Dataset excerpts:
^^^^^^^^
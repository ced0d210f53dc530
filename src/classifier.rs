//! Geometric hand classifiers
//!
//! Pure functions over a 21-point hand skeleton (wrist = 0, thumb 1-4,
//! index 5-8, middle 9-12, ring 13-16, pinky 17-20). Every classifier
//! tolerates short landmark arrays and returns a safe default instead of
//! failing: `false` for boolean tests, 0.5 for depth, 1.0 for scale.

use crate::types::{FingerType, Handedness, Landmark, LANDMARK_COUNT};
use serde::{Deserialize, Serialize};

pub const WRIST: usize = 0;
pub const THUMB_CMC: usize = 1;
pub const THUMB_MCP: usize = 2;
pub const THUMB_IP: usize = 3;
pub const THUMB_TIP: usize = 4;
pub const INDEX_MCP: usize = 5;
pub const INDEX_PIP: usize = 6;
pub const INDEX_DIP: usize = 7;
pub const INDEX_TIP: usize = 8;
pub const MIDDLE_MCP: usize = 9;
pub const MIDDLE_PIP: usize = 10;
pub const MIDDLE_DIP: usize = 11;
pub const MIDDLE_TIP: usize = 12;
pub const RING_MCP: usize = 13;
pub const RING_PIP: usize = 14;
pub const RING_DIP: usize = 15;
pub const RING_TIP: usize = 16;
pub const PINKY_MCP: usize = 17;
pub const PINKY_PIP: usize = 18;
pub const PINKY_DIP: usize = 19;
pub const PINKY_TIP: usize = 20;

/// Thumb straightness ratio: tip-to-IP must exceed this fraction of IP-to-MCP
const THUMB_STRAIGHTNESS: f64 = 0.8;

/// Empirical wrist-to-middle-tip span of a hand at a typical working distance
pub const REFERENCE_HAND_SPAN: f64 = 0.225;

/// Depth returned when the skeleton is incomplete
pub const DEFAULT_HAND_DEPTH: f64 = 0.5;

/// Scale returned when the skeleton is incomplete
pub const DEFAULT_HAND_SCALE: f64 = 1.0;

/// Image-space "up" test: the tip sits above its PIP joint
pub fn is_tip_above_pip(tip: &Landmark, pip: &Landmark) -> bool {
    tip.y < pip.y
}

/// Thumb extension test.
///
/// The thumb does not fold along the image y axis, so it is judged by radial
/// extension (tip further from the wrist than the IP joint) combined with
/// joint straightness.
pub fn is_thumb_extended(landmarks: &[Landmark]) -> bool {
    if landmarks.len() < LANDMARK_COUNT {
        return false;
    }

    let tip = &landmarks[THUMB_TIP];
    let ip = &landmarks[THUMB_IP];
    let mcp = &landmarks[THUMB_MCP];
    let wrist = &landmarks[WRIST];

    let tip_to_wrist = tip.distance(wrist);
    let ip_to_wrist = ip.distance(wrist);
    let tip_to_ip = tip.distance(ip);
    let ip_to_mcp = ip.distance(mcp);

    tip_to_wrist > ip_to_wrist && tip_to_ip > ip_to_mcp * THUMB_STRAIGHTNESS
}

/// Extension test for any finger, dispatching to the thumb rule where needed
pub fn is_finger_extended(landmarks: &[Landmark], finger: FingerType) -> bool {
    if landmarks.len() < LANDMARK_COUNT {
        return false;
    }

    let (tip, pip) = match finger {
        FingerType::Thumb => return is_thumb_extended(landmarks),
        FingerType::Index => (INDEX_TIP, INDEX_PIP),
        FingerType::Middle => (MIDDLE_TIP, MIDDLE_PIP),
        FingerType::Ring => (RING_TIP, RING_PIP),
        FingerType::Pinky => (PINKY_TIP, PINKY_PIP),
    };

    is_tip_above_pip(&landmarks[tip], &landmarks[pip])
}

/// Per-finger extension for one frame
#[derive(Debug, Clone, Copy, PartialEq, Eq, Default, Serialize, Deserialize)]
pub struct FingerStatus {
    pub thumb: bool,
    pub index: bool,
    pub middle: bool,
    pub ring: bool,
    pub pinky: bool,
    /// Number of extended fingers (0-5)
    pub total: u8,
}

impl FingerStatus {
    pub fn closed(&self) -> u8 {
        5 - self.total
    }
}

/// Evaluate all five fingers
pub fn finger_status(landmarks: &[Landmark]) -> FingerStatus {
    if landmarks.len() < LANDMARK_COUNT {
        return FingerStatus::default();
    }

    let thumb = is_finger_extended(landmarks, FingerType::Thumb);
    let index = is_finger_extended(landmarks, FingerType::Index);
    let middle = is_finger_extended(landmarks, FingerType::Middle);
    let ring = is_finger_extended(landmarks, FingerType::Ring);
    let pinky = is_finger_extended(landmarks, FingerType::Pinky);

    let total = [thumb, index, middle, ring, pinky]
        .iter()
        .filter(|&&e| e)
        .count() as u8;

    FingerStatus {
        thumb,
        index,
        middle,
        ring,
        pinky,
        total,
    }
}

pub fn count_extended_fingers(landmarks: &[Landmark]) -> u8 {
    finger_status(landmarks).total
}

/// Tolerant fist rule.
///
/// A hand is a fist when every finger is closed, or when at least
/// `min_closed` fingers are closed and no more than `max_extended` are
/// extended. The second clause absorbs the ambiguous thumb. Both numbers were
/// tuned by hand and should be rechecked against real hardware.
#[derive(Debug, Clone, Copy, PartialEq, Eq, Serialize, Deserialize)]
pub struct FistTolerance {
    pub min_closed: u8,
    pub max_extended: u8,
}

impl Default for FistTolerance {
    fn default() -> Self {
        Self {
            min_closed: 4,
            max_extended: 1,
        }
    }
}

pub fn is_fist(landmarks: &[Landmark]) -> bool {
    is_fist_with(landmarks, FistTolerance::default())
}

pub fn is_fist_with(landmarks: &[Landmark], tolerance: FistTolerance) -> bool {
    if landmarks.len() < LANDMARK_COUNT {
        return false;
    }

    let status = finger_status(landmarks);
    let closed = status.closed();

    let strict = closed == 5;
    let lenient = closed >= tolerance.min_closed && status.total <= tolerance.max_extended;

    strict || lenient
}

/// Mean of the four non-thumb MCP joints
pub fn palm_center(landmarks: &[Landmark]) -> Option<Landmark> {
    if landmarks.len() < LANDMARK_COUNT {
        return None;
    }

    let sum = [INDEX_MCP, MIDDLE_MCP, RING_MCP, PINKY_MCP]
        .iter()
        .map(|&i| landmarks[i].as_vec3())
        .sum::<glam::DVec3>();

    Some(Landmark::from(sum / 4.0))
}

/// Distance between two finger tips, or `None` if either tip is missing
pub fn pinch_distance(landmarks: &[Landmark], a: FingerType, b: FingerType) -> Option<f64> {
    let tip_a = landmarks.get(a.tip_index())?;
    let tip_b = landmarks.get(b.tip_index())?;
    Some(tip_a.distance(tip_b))
}

/// Weights and normalization ranges for the depth blend.
///
/// Landmark z alone is noisy, so apparent hand span and palm width
/// cross-check it. The 50/30/20 split and the ranges are empirical.
#[derive(Debug, Clone, Copy, PartialEq, Serialize, Deserialize)]
pub struct DepthWeights {
    pub z: f64,
    pub span: f64,
    pub width: f64,
    /// Mean landmark z mapped onto [0, 1] (inverted: negative = near)
    pub z_range: (f64, f64),
    /// Wrist-to-middle-tip span range
    pub span_range: (f64, f64),
    /// Index-MCP-to-pinky-MCP width range
    pub width_range: (f64, f64),
}

impl Default for DepthWeights {
    fn default() -> Self {
        Self {
            z: 0.5,
            span: 0.3,
            width: 0.2,
            z_range: (-0.1, 0.1),
            span_range: (0.1, 0.3),
            width_range: (0.05, 0.15),
        }
    }
}

fn normalize_clamped(value: f64, (min, max): (f64, f64)) -> f64 {
    ((value - min) / (max - min)).clamp(0.0, 1.0)
}

/// Normalized depth estimate: 0 = far, 1 = near
pub fn hand_depth(landmarks: &[Landmark]) -> f64 {
    hand_depth_with(landmarks, &DepthWeights::default())
}

pub fn hand_depth_with(landmarks: &[Landmark], weights: &DepthWeights) -> f64 {
    if landmarks.len() < LANDMARK_COUNT {
        return DEFAULT_HAND_DEPTH;
    }

    let span = landmarks[WRIST].distance(&landmarks[MIDDLE_TIP]);
    let width = landmarks[INDEX_MCP].distance(&landmarks[PINKY_MCP]);
    let mean_z = landmarks.iter().map(|l| l.z).sum::<f64>() / landmarks.len() as f64;

    let norm_span = normalize_clamped(span, weights.span_range);
    let norm_width = normalize_clamped(width, weights.width_range);
    // Negated so that closer (more negative z) maps towards 1
    let (z_min, z_max) = weights.z_range;
    let norm_z = normalize_clamped(-mean_z, (-z_max, -z_min));

    let depth = norm_z * weights.z + norm_span * weights.span + norm_width * weights.width;
    depth.clamp(0.0, 1.0)
}

/// Hand expansion relative to [`REFERENCE_HAND_SPAN`], clamped to [0.5, 2.0]
pub fn hand_scale(landmarks: &[Landmark]) -> f64 {
    if landmarks.len() < LANDMARK_COUNT {
        return DEFAULT_HAND_SCALE;
    }

    let span = landmarks[WRIST].distance(&landmarks[MIDDLE_TIP]);
    (span / REFERENCE_HAND_SPAN).clamp(0.5, 2.0)
}

/// Handedness implied by which side of the palm the thumb sits on.
///
/// In raw (unmirrored) camera coordinates a left hand's thumb lies to the
/// right of the palm midline.
pub fn thumb_side_handedness(landmarks: &[Landmark]) -> Option<Handedness> {
    if landmarks.len() < LANDMARK_COUNT {
        return None;
    }

    let palm_mid_x = (landmarks[INDEX_MCP].x + landmarks[PINKY_MCP].x) / 2.0;
    if landmarks[THUMB_TIP].x > palm_mid_x {
        Some(Handedness::Left)
    } else {
        Some(Handedness::Right)
    }
}
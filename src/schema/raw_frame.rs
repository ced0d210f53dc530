//! hand.frame.v1 record definition
//!
//! One record per detector frame, as emitted by the landmark detector:
//!
//! ```json
//! {"timestamp": "2026-01-01T00:00:00Z",
//!  "hands": [{"landmarks": [{"x": 0.5, "y": 0.8, "z": 0.0}, ...], "handedness": "right", "score": 0.93}],
//!  "gaze": {"direction": [0.0, 0.0, -1.0], "confidence": 0.8}}
//! ```

use crate::types::{GazeReading, Handedness, Landmark};
use chrono::{DateTime, Utc};
use serde::{Deserialize, Serialize};

/// Current record version
pub const FRAME_SCHEMA_VERSION: &str = "hand.frame.v1";

/// A landmark as written by the detector; `z` is optional
#[derive(Debug, Clone, Copy, PartialEq, Serialize, Deserialize)]
pub struct RawLandmark {
    pub x: f64,
    pub y: f64,
    #[serde(default)]
    pub z: f64,
}

impl From<RawLandmark> for Landmark {
    fn from(raw: RawLandmark) -> Self {
        Landmark::new(raw.x, raw.y, raw.z)
    }
}

impl From<Landmark> for RawLandmark {
    fn from(l: Landmark) -> Self {
        Self {
            x: l.x,
            y: l.y,
            z: l.z,
        }
    }
}

#[derive(Debug, Clone, PartialEq, Serialize, Deserialize)]
pub struct RawHand {
    pub landmarks: Vec<RawLandmark>,
    /// Detector's own label; may be absent on some backends
    #[serde(default, skip_serializing_if = "Option::is_none")]
    pub handedness: Option<Handedness>,
    /// Detection confidence in [0, 1]
    #[serde(default = "default_score")]
    pub score: f64,
}

fn default_score() -> f64 {
    1.0
}

#[derive(Debug, Clone, PartialEq, Serialize, Deserialize)]
pub struct RawFrame {
    #[serde(default, skip_serializing_if = "Option::is_none")]
    pub schema_version: Option<String>,
    pub timestamp: DateTime<Utc>,
    #[serde(default)]
    pub hands: Vec<RawHand>,
    #[serde(default, skip_serializing_if = "Option::is_none")]
    pub gaze: Option<GazeReading>,
}

impl RawFrame {
    pub fn new(timestamp: DateTime<Utc>) -> Self {
        Self {
            schema_version: Some(FRAME_SCHEMA_VERSION.to_string()),
            timestamp,
            hands: Vec::new(),
            gaze: None,
        }
    }

    pub fn with_hand(
        mut self,
        landmarks: impl IntoIterator<Item = Landmark>,
        handedness: Option<Handedness>,
        score: f64,
    ) -> Self {
        self.hands.push(RawHand {
            landmarks: landmarks.into_iter().map(RawLandmark::from).collect(),
            handedness,
            score,
        });
        self
    }

    pub fn with_gaze(mut self, gaze: GazeReading) -> Self {
        self.gaze = Some(gaze);
        self
    }

    /// Validate the record.
    ///
    /// Short hands are not an error here; they are dropped during conversion.
    pub fn validate(&self) -> Result<(), ValidationError> {
        if let Some(version) = &self.schema_version {
            if version != FRAME_SCHEMA_VERSION {
                return Err(ValidationError::InvalidSchemaVersion {
                    expected: FRAME_SCHEMA_VERSION.to_string(),
                    actual: version.clone(),
                });
            }
        }

        for (hand_idx, hand) in self.hands.iter().enumerate() {
            if !(0.0..=1.0).contains(&hand.score) {
                return Err(ValidationError::ScoreOutOfRange {
                    hand: hand_idx,
                    score: hand.score,
                });
            }
            if let Some(point) = hand
                .landmarks
                .iter()
                .position(|l| !(l.x.is_finite() && l.y.is_finite() && l.z.is_finite()))
            {
                return Err(ValidationError::NonFiniteLandmark {
                    hand: hand_idx,
                    point,
                });
            }
        }

        if let Some(gaze) = &self.gaze {
            if !(0.0..=1.0).contains(&gaze.confidence) {
                return Err(ValidationError::GazeConfidenceOutOfRange(gaze.confidence));
            }
            if !gaze.direction.is_finite() {
                return Err(ValidationError::NonFiniteGaze);
            }
        }

        Ok(())
    }
}

/// Validation errors for frame records
#[derive(Debug, Clone, PartialEq, thiserror::Error)]
pub enum ValidationError {
    #[error("Invalid schema version: expected {expected}, got {actual}")]
    InvalidSchemaVersion { expected: String, actual: String },

    #[error("Hand {hand} has score {score} outside [0, 1]")]
    ScoreOutOfRange { hand: usize, score: f64 },

    #[error("Hand {hand} has a non-finite coordinate at landmark {point}")]
    NonFiniteLandmark { hand: usize, point: usize },

    #[error("Gaze confidence {0} outside [0, 1]")]
    GazeConfidenceOutOfRange(f64),

    #[error("Gaze direction is not finite")]
    NonFiniteGaze,
}

#[cfg(test)]
mod tests {
    use super::*;
    use chrono::TimeZone;
    use glam::DVec3;

    fn ts() -> DateTime<Utc> {
        Utc.with_ymd_and_hms(2026, 1, 1, 0, 0, 0).unwrap()
    }

    #[test]
    fn test_parse_minimal_record() {
        let json = r#"{
            "timestamp": "2026-01-01T00:00:00Z",
            "hands": [{"landmarks": [{"x": 0.1, "y": 0.2}], "handedness": "Left"}]
        }"#;
        let frame: RawFrame = serde_json::from_str(json).unwrap();
        assert_eq!(frame.timestamp, ts());
        assert_eq!(frame.hands[0].landmarks[0].z, 0.0);
        assert_eq!(frame.hands[0].score, 1.0);
        assert_eq!(frame.hands[0].handedness, Some(Handedness::Left));
        assert!(frame.validate().is_ok());
    }

    #[test]
    fn test_validate_schema_version() {
        let mut frame = RawFrame::new(ts());
        assert!(frame.validate().is_ok());

        frame.schema_version = Some("hand.frame.v0".into());
        assert!(matches!(
            frame.validate(),
            Err(ValidationError::InvalidSchemaVersion { .. })
        ));
    }

    #[test]
    fn test_validate_score_and_coordinates() {
        let frame = RawFrame::new(ts()).with_hand(vec![Landmark::default(); 21], None, 1.4);
        assert_eq!(
            frame.validate(),
            Err(ValidationError::ScoreOutOfRange {
                hand: 0,
                score: 1.4
            })
        );

        let mut landmarks = vec![Landmark::default(); 21];
        landmarks[7].y = f64::NAN;
        let frame = RawFrame::new(ts()).with_hand(landmarks, None, 0.9);
        assert_eq!(
            frame.validate(),
            Err(ValidationError::NonFiniteLandmark { hand: 0, point: 7 })
        );
    }

    #[test]
    fn test_validate_gaze() {
        let frame = RawFrame::new(ts()).with_gaze(GazeReading {
            direction: DVec3::NEG_Z,
            confidence: 2.0,
        });
        assert_eq!(
            frame.validate(),
            Err(ValidationError::GazeConfidenceOutOfRange(2.0))
        );
    }
}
^^^^^^^^
• [Your task] From the records above, copy each line that contains the word "tests".

• [Written solution]
//! failing: `false` for boolean tests, 0.5 for depth, 1.0 for scale.
mod tests {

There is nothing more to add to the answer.